TASK ITEM
Return, in their exact form, the lines that lie between the start of the data below and the line containing "Between reads the", with both ends included.

─── INFORMATION SUPPLIED

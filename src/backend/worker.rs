//! Acquisition Worker Thread Implementation
//!
//! This module contains the loop that owns the transport for the whole
//! session. It runs on its own thread and talks to the frontend through the
//! shared [`SessionHandle`] and a crossbeam event channel.
//!
//! # Lifecycle
//!
//! - **Connecting**: open the transport. Failure is fatal, no retry.
//! - **DetectingColumns**: sample lines to elect the record width, or take the
//!   configured width. Failure is fatal.
//! - **Streaming**: poll for bytes, frame, parse and publish records to the
//!   [`SampleStore`] and the [`LogSink`]. Rejected lines are counted and
//!   dropped.
//! - **Disconnected / Exited**: release the transport, flush the sink and
//!   publish a single `Ended` event.
//!
//! # Liveness
//!
//! Between reads the worker probes the transport: `bytes_available` must
//! succeed and the transport must still report itself open. A probe that keeps
//! failing for the configured grace period ends the session as
//! `Disconnected`. An idle but healthy device never times out.

use crate::backend::detector::{detect, DetectionBudget, TransportLines};
use crate::backend::framer::{Line, LineFramer};
use crate::backend::parser::{ParseRejected, RecordParser};
use crate::backend::sink::LogSink;
use crate::backend::store::SampleStore;
use crate::backend::transport::Transport;
use crate::backend::AcquisitionEvent;
use crate::config::AppConfig;
use crate::error::{Result, SerialGraphError};
use crate::session::{SessionHandle, SessionState};
use crate::types::{AcquisitionStats, ColumnCount, Record};
use crossbeam_channel::Sender;
use std::sync::Arc;
use std::time::{Duration, Instant};

/// How long a blocking event send may wait for a full channel
const EVENT_SEND_TIMEOUT: Duration = Duration::from_secs(1);

/// Why the streaming loop returned without an error
#[derive(Debug, Clone, Copy, PartialEq, Eq)]
enum EndReason {
    Stopped,
}

/// Final result of a session, returned by the worker thread
#[derive(Debug)]
pub struct SessionOutcome {
    /// Terminal state reached
    pub state: SessionState,
    /// Error that ended the session, if any
    pub error: Option<SerialGraphError>,
    /// Counters at the end of the session
    pub stats: AcquisitionStats,
    /// Record width, if detection completed
    pub columns: Option<ColumnCount>,
}

impl SessionOutcome {
    /// Process exit status for this outcome.
    ///
    /// A disconnect after streaming is a normal end of session; failures to
    /// start and unexpected errors are not.
    pub fn exit_code(&self) -> u8 {
        match &self.error {
            None => 0,
            Some(e) if matches!(e, SerialGraphError::Disconnected { .. }) => 0,
            Some(_) => 1,
        }
    }
}

/// The worker that drives one acquisition session
pub struct AcquisitionWorker {
    config: AppConfig,
    transport: Box<dyn Transport>,
    sink: Box<dyn LogSink>,
    session: Arc<SessionHandle>,
    events: Sender<AcquisitionEvent>,
    stats: AcquisitionStats,
    last_stats_time: Instant,
    last_stats_records: u64,
    finished: bool,
}

impl AcquisitionWorker {
    /// Create a new worker; nothing is opened until [`run`](Self::run)
    pub fn new(
        config: AppConfig,
        transport: Box<dyn Transport>,
        sink: Box<dyn LogSink>,
        session: Arc<SessionHandle>,
        events: Sender<AcquisitionEvent>,
    ) -> Self {
        Self {
            config,
            transport,
            sink,
            session,
            events,
            stats: AcquisitionStats::default(),
            last_stats_time: Instant::now(),
            last_stats_records: 0,
            finished: false,
        }
    }

    /// Run the session to completion
    pub fn run(mut self) -> SessionOutcome {
        tracing::info!("Acquisition worker started ({})", self.transport.description());

        let result = self.run_session();

        let (state, error) = match result {
            Ok(EndReason::Stopped) => {
                tracing::info!("Acquisition stopped on request");
                (SessionState::Exited, None)
            }
            Err(e @ SerialGraphError::Disconnected { .. }) => {
                tracing::warn!("{}", e);
                self.session.set_failure(e.to_string());
                (SessionState::Disconnected, Some(e))
            }
            Err(e) => {
                tracing::error!("{}", e);
                self.session.set_failure(e.to_string());
                (SessionState::Exited, Some(e))
            }
        };

        self.shutdown(state);
        tracing::info!("Acquisition worker stopped");

        SessionOutcome {
            state,
            error,
            stats: self.stats.clone(),
            columns: self.session.columns(),
        }
    }

    /// Release the transport, flush the sink and publish the terminal state.
    ///
    /// Only the first call has any effect.
    pub fn shutdown(&mut self, terminal: SessionState) {
        if self.finished {
            return;
        }
        self.finished = true;

        self.transport.close();
        if let Err(e) = self.sink.flush() {
            tracing::warn!("Failed to flush log sink: {}", e);
        }

        self.session.transition(terminal);
        let state = self.session.state();
        self.publish(AcquisitionEvent::Stats(self.stats.clone()));
        self.publish(AcquisitionEvent::StateChanged(state));
        self.publish(AcquisitionEvent::Ended {
            state,
            error: self.session.failure(),
        });
    }

    /// Current counters
    pub fn stats(&self) -> &AcquisitionStats {
        &self.stats
    }

    fn run_session(&mut self) -> Result<EndReason> {
        self.enter(SessionState::Connecting);
        self.transport.open()?;
        if self.session.stop_requested() {
            return Ok(EndReason::Stopped);
        }

        self.enter(SessionState::DetectingColumns);
        let mut framer = LineFramer::new();
        let (columns, leftover) = match self.detect_columns(&mut framer) {
            Ok(detected) => detected,
            Err(_) if self.session.stop_requested() => return Ok(EndReason::Stopped),
            Err(e) => return Err(e),
        };
        if self.session.stop_requested() {
            return Ok(EndReason::Stopped);
        }
        tracing::info!("Using {} columns", columns);

        let store = Arc::new(SampleStore::new(columns));
        self.session.publish_store(store.clone());
        self.publish(AcquisitionEvent::ColumnsDetected(columns));

        // Elapsed time is measured from here
        let mut parser = RecordParser::new(
            self.config.parsing.delimiter.clone(),
            columns,
            self.config.parsing.range(),
        );
        self.enter(SessionState::Streaming);
        self.last_stats_time = Instant::now();

        if !leftover.is_empty() {
            tracing::debug!("Streaming {} lines left over from detection", leftover.len());
            self.process_lines(leftover, &mut parser, &store)?;
        }

        self.stream(&mut framer, &mut parser, &store)
    }

    fn detect_columns(&mut self, framer: &mut LineFramer) -> Result<(ColumnCount, Vec<Line>)> {
        if let Some(fixed) = self.config.detection.columns {
            let columns = ColumnCount::new(fixed).ok_or_else(|| {
                SerialGraphError::Config("fixed column count must be positive".to_string())
            })?;
            tracing::debug!("Column detection skipped, configured width {}", columns);
            return Ok((columns, Vec::new()));
        }

        let budget = DetectionBudget {
            max_lines: self.config.detection.max_lines,
            max_duration: self.config.detection.timeout(),
        };
        let session = self.session.clone();
        let mut source = TransportLines::new(
            self.transport.as_mut(),
            framer,
            self.config.acquisition.poll_interval(),
        )
        .with_stop_flag(session.stop_flag());

        let result = detect(&mut source, &self.config.parsing.delimiter, budget);
        self.stats.bytes_read += source.bytes_read();
        let leftover = source.into_leftover();
        Ok((result?, leftover))
    }

    fn stream(
        &mut self,
        framer: &mut LineFramer,
        parser: &mut RecordParser,
        store: &SampleStore,
    ) -> Result<EndReason> {
        let poll_interval = self.config.acquisition.poll_interval();
        let grace = self.config.acquisition.grace_period();
        let mut failing_since: Option<Instant> = None;

        loop {
            if self.session.stop_requested() {
                return Ok(EndReason::Stopped);
            }

            let healthy = match self.poll_once(framer, parser, store) {
                Ok(true) => true,
                Ok(false) => {
                    let open = self.transport.is_open();
                    if open {
                        std::thread::sleep(poll_interval);
                    }
                    open
                }
                Err(e @ SerialGraphError::RecordWidth { .. }) => return Err(e),
                Err(e) => {
                    if failing_since.is_none() {
                        tracing::debug!("Liveness probe failed: {}", e);
                    }
                    false
                }
            };

            if healthy {
                failing_since = None;
            } else {
                let since = *failing_since.get_or_insert_with(Instant::now);
                let silent = since.elapsed();
                if silent >= grace {
                    return Err(SerialGraphError::Disconnected {
                        silent_ms: silent.as_millis() as u64,
                    });
                }
                std::thread::sleep(poll_interval);
            }

            if self.last_stats_time.elapsed() >= self.config.acquisition.stats_interval() {
                self.send_stats();
            }
        }
    }

    /// Read and process whatever is available; `Ok(false)` when nothing was
    fn poll_once(
        &mut self,
        framer: &mut LineFramer,
        parser: &mut RecordParser,
        store: &SampleStore,
    ) -> Result<bool> {
        if self.transport.bytes_available()? == 0 {
            return Ok(false);
        }
        let chunk = self.transport.read_available()?;
        if chunk.is_empty() {
            return Ok(false);
        }
        self.stats.bytes_read += chunk.len() as u64;

        let lines = framer.push(&chunk);
        self.process_lines(lines, parser, store)?;
        Ok(true)
    }

    fn process_lines(
        &mut self,
        lines: Vec<Line>,
        parser: &mut RecordParser,
        store: &SampleStore,
    ) -> Result<()> {
        let mut batch: Vec<Record> = Vec::with_capacity(lines.len());

        for line in lines {
            self.stats.lines_framed += 1;
            match parser.parse_line(&line) {
                Ok(parsed) => {
                    for sub in &parsed.substitutions {
                        tracing::trace!(
                            "Column {} reading {} out of range, using {}",
                            sub.column + 1,
                            sub.reading,
                            sub.replacement
                        );
                    }
                    self.stats.substitutions += parsed.substitutions.len() as u64;
                    batch.push(parsed.record);
                }
                Err(rejected) => {
                    match rejected {
                        ParseRejected::InvalidUtf8 => self.stats.rejected_encoding += 1,
                        ParseRejected::FieldCount { .. } => self.stats.rejected_field_count += 1,
                        ParseRejected::InvalidNumber { .. } => {
                            self.stats.rejected_invalid_number += 1
                        }
                    }
                    tracing::trace!(
                        "Dropped line {:?}: {}",
                        String::from_utf8_lossy(line.as_bytes()).trim_end(),
                        rejected
                    );
                }
            }
        }

        if batch.is_empty() {
            return Ok(());
        }

        store.append_batch(&batch)?;
        self.stats.records_accepted += batch.len() as u64;

        for record in &batch {
            if let Err(e) = self.sink.append_row(record) {
                if self.stats.log_failures == 0 {
                    tracing::warn!("Failed to write log row: {}", e);
                }
                self.stats.log_failures += 1;
            }
        }

        // Coalesced: a full channel already holds a pending notification
        let _ = self.events.try_send(AcquisitionEvent::DataReady {
            generation: store.generation(),
        });
        Ok(())
    }

    fn send_stats(&mut self) {
        let elapsed = self.last_stats_time.elapsed().as_secs_f64();
        if elapsed > 0.0 {
            let new_records = self.stats.records_accepted - self.last_stats_records;
            self.stats.effective_row_rate = new_records as f64 / elapsed;
        }
        self.last_stats_records = self.stats.records_accepted;
        self.last_stats_time = Instant::now();
        let _ = self.events.try_send(AcquisitionEvent::Stats(self.stats.clone()));
    }

    fn enter(&self, state: SessionState) {
        if self.session.transition(state) || self.session.state() == state {
            self.publish(AcquisitionEvent::StateChanged(state));
        }
    }

    fn publish(&self, event: AcquisitionEvent) {
        if let Err(e) = self.events.send_timeout(event, EVENT_SEND_TIMEOUT) {
            tracing::debug!("Frontend not receiving events: {}", e);
        }
    }
}

impl Drop for AcquisitionWorker {
    fn drop(&mut self) {
        self.shutdown(SessionState::Exited);
    }
}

──────

TASK RESPONSE
filename src/backend/worker.rs
//! Acquisition Worker Thread Implementation
//!
//! This module contains the loop that owns the transport for the whole
//! session. It runs on its own thread and talks to the frontend through the
//! shared [`SessionHandle`] and a crossbeam event channel.
//!
//! # Lifecycle
//!
//! - **Connecting**: open the transport. Failure is fatal, no retry.
//! - **DetectingColumns**: sample lines to elect the record width, or take the
//!   configured width. Failure is fatal.
//! - **Streaming**: poll for bytes, frame, parse and publish records to the
//!   [`SampleStore`] and the [`LogSink`]. Rejected lines are counted and
//!   dropped.
//! - **Disconnected / Exited**: release the transport, flush the sink and
//!   publish a single `Ended` event.
//!
//! # Liveness
//!
//! Between reads the worker probes the transport: `bytes_available` must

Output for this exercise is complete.